→ What the task requires
The stretch from the line with "when the field" through the line with "if let Some(literal)" in the records below: write it out exactly, and nothing else.

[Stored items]
[Start of section]

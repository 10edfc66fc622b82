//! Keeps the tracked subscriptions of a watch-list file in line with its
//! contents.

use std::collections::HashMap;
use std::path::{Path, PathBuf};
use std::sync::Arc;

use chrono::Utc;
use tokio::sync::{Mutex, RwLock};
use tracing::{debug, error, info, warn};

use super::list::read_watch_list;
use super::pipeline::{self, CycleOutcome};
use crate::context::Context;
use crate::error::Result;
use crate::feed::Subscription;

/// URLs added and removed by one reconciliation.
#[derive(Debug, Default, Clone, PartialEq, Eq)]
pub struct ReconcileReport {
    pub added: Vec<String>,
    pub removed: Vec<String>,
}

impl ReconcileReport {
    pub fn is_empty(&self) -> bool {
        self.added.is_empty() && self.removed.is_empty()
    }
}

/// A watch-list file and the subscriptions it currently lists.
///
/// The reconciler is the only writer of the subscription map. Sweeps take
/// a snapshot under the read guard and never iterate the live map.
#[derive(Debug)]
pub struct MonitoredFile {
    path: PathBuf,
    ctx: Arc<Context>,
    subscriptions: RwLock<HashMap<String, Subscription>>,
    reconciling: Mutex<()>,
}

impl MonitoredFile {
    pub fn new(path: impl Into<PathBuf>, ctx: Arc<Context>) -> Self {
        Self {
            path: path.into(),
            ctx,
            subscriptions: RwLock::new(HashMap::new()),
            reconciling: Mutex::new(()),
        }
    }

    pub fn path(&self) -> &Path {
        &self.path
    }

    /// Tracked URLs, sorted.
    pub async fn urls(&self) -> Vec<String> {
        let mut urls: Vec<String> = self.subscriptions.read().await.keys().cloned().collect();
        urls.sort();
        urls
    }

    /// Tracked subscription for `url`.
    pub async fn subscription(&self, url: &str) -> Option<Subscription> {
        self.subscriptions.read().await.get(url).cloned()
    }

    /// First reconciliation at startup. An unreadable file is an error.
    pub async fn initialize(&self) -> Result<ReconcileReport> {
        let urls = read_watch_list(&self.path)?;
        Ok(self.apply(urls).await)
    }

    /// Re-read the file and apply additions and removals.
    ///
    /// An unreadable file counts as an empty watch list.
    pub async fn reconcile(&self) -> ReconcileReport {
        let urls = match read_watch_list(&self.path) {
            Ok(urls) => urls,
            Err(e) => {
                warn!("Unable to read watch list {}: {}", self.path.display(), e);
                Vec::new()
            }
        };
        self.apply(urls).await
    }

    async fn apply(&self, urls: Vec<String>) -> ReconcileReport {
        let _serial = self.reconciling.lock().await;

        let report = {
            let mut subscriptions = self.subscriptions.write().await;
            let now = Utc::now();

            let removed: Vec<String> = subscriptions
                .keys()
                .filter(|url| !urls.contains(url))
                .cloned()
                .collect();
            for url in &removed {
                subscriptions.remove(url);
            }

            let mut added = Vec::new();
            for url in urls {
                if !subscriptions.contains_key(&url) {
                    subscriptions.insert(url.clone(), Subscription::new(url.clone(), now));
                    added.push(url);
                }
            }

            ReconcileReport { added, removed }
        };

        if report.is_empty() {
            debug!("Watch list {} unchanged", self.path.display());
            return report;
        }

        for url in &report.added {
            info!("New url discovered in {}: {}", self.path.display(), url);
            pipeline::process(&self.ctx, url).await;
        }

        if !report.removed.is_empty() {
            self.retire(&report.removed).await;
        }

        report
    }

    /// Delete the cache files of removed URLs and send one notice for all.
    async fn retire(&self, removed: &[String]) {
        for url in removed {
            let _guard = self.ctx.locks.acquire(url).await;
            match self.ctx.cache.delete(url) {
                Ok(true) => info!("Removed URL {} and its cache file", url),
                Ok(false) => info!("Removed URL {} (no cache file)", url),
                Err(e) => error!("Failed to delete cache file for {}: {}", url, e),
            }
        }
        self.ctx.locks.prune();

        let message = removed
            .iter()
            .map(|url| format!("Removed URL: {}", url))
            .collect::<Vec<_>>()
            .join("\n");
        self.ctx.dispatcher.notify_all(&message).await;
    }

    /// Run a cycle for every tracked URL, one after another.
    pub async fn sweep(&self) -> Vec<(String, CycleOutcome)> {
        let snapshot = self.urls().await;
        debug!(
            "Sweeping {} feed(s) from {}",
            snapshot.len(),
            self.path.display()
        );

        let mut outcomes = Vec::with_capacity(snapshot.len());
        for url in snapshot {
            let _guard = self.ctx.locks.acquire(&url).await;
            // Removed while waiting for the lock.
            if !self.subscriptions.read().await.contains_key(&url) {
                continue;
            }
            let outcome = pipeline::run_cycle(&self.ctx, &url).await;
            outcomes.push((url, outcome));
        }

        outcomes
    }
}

[End of section]
[Start of section]

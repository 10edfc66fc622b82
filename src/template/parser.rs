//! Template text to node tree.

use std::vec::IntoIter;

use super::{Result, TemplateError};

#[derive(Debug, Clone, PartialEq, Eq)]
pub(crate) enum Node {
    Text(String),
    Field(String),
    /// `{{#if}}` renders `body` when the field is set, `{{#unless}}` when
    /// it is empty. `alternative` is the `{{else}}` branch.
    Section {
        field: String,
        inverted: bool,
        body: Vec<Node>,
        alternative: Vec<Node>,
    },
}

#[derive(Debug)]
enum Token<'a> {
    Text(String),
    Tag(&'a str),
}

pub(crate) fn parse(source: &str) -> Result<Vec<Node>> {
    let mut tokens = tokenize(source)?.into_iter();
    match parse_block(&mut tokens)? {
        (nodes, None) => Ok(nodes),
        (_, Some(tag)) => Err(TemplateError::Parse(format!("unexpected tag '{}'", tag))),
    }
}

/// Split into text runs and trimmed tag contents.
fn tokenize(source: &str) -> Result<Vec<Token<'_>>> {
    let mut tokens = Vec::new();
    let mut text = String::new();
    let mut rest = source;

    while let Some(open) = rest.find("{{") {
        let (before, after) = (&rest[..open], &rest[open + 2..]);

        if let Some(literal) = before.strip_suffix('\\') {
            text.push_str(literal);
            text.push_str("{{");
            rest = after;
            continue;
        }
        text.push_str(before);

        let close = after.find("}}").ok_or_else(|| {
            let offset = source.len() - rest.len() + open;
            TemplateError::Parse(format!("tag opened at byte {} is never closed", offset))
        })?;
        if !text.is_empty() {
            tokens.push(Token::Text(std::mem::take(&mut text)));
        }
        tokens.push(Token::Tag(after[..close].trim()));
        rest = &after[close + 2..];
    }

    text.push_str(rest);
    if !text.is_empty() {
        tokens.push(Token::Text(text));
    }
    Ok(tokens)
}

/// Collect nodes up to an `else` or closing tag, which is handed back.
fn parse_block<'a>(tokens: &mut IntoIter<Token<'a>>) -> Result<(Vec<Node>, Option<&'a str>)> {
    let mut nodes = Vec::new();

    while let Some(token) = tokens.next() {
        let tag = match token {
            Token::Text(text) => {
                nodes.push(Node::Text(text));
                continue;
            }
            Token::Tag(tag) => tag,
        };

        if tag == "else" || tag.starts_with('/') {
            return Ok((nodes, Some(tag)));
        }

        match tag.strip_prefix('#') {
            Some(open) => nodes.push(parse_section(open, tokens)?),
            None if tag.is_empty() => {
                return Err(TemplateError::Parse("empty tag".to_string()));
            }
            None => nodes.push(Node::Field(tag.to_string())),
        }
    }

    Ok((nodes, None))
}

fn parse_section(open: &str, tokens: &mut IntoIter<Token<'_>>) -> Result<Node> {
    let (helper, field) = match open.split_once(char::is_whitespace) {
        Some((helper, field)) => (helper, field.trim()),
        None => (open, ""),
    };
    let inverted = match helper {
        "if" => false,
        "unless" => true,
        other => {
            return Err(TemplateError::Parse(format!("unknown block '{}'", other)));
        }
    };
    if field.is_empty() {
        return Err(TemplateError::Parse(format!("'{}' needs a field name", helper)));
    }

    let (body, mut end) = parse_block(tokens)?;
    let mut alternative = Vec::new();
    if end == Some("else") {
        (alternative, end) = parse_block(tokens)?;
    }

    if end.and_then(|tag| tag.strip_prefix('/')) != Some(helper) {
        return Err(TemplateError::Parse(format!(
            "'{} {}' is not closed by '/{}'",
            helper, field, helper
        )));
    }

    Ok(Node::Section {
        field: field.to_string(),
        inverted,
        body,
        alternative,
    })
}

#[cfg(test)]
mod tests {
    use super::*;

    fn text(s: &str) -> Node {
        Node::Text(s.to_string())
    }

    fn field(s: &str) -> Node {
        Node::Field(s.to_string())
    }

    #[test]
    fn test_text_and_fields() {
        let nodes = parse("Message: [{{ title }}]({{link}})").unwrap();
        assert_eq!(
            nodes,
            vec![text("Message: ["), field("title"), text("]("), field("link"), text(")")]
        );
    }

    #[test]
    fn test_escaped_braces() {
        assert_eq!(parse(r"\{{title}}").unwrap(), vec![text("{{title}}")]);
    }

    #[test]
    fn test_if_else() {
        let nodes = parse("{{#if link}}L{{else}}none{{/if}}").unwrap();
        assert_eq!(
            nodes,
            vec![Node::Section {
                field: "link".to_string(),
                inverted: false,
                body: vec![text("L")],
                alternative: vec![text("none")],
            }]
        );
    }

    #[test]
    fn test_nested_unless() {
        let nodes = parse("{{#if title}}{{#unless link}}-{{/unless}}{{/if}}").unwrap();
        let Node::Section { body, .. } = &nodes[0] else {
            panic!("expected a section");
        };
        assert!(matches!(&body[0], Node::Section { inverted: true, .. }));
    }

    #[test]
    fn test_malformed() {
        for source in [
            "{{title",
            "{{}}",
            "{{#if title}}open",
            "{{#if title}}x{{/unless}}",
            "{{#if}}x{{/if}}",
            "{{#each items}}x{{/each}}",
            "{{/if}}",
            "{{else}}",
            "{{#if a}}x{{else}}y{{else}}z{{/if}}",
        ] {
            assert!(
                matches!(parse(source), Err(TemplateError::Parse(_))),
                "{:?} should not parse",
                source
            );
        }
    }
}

[End of section]
[Start of section]

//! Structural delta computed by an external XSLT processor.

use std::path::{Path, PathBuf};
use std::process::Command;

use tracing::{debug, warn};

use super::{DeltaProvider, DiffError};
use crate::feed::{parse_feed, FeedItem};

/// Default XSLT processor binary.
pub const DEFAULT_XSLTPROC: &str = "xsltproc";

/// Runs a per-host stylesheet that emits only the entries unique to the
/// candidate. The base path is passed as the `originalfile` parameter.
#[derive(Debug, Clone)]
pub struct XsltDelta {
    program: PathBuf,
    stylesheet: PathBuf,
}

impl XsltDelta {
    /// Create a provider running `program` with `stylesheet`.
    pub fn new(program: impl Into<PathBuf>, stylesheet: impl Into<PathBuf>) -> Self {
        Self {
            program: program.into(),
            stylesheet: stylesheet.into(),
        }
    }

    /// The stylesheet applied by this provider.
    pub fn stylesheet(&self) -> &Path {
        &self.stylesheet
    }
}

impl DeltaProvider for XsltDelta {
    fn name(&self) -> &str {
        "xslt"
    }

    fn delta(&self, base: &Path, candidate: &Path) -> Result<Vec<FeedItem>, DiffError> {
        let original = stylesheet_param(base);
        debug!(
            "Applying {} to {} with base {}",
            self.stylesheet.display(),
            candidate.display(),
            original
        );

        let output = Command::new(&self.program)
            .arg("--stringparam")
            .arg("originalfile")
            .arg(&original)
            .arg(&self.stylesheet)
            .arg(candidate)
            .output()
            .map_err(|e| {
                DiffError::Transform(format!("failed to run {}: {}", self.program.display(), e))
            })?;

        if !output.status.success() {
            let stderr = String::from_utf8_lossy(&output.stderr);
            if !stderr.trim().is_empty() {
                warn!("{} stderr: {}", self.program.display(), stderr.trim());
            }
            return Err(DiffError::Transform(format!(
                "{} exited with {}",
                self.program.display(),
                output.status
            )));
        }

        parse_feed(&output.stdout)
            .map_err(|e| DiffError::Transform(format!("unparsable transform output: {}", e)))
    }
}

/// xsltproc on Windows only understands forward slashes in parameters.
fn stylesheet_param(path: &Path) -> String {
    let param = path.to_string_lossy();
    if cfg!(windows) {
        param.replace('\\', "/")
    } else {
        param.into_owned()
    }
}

[End of section]

→ Answer box
    /// `{{#if}}` renders `body` when the field is set, `{{#unless}}` when
    /// it is empty. `alternative` is the `{{else}}` branch.
    Section {
        field: String,
        inverted: bool,
        body: Vec<Node>,
        alternative: Vec<Node>,
    },
}

#[derive(Debug)]
enum Token<'a> {
    Text(String),
    Tag(&'a str),
}

pub(crate) fn parse(source: &str) -> Result<Vec<Node>> {
    let mut tokens = tokenize(source)?.into_iter();
    match parse_block(&mut tokens)? {
        (nodes, None) => Ok(nodes),
        (_, Some(tag)) => Err(TemplateError::Parse(format!("unexpected tag '{}'", tag))),
    }
}

/// Split into text runs and trimmed tag contents.
fn tokenize(source: &str) -> Result<Vec<Token<'_>>> {
    let mut tokens = Vec::new();
    let mut text = String::new();
    let mut rest = source;

    while let Some(open) = rest.find("{{") {
        let (before, after) = (&rest[..open], &rest[open + 2..]);

        if let Some(literal) = before.strip_suffix('\\') {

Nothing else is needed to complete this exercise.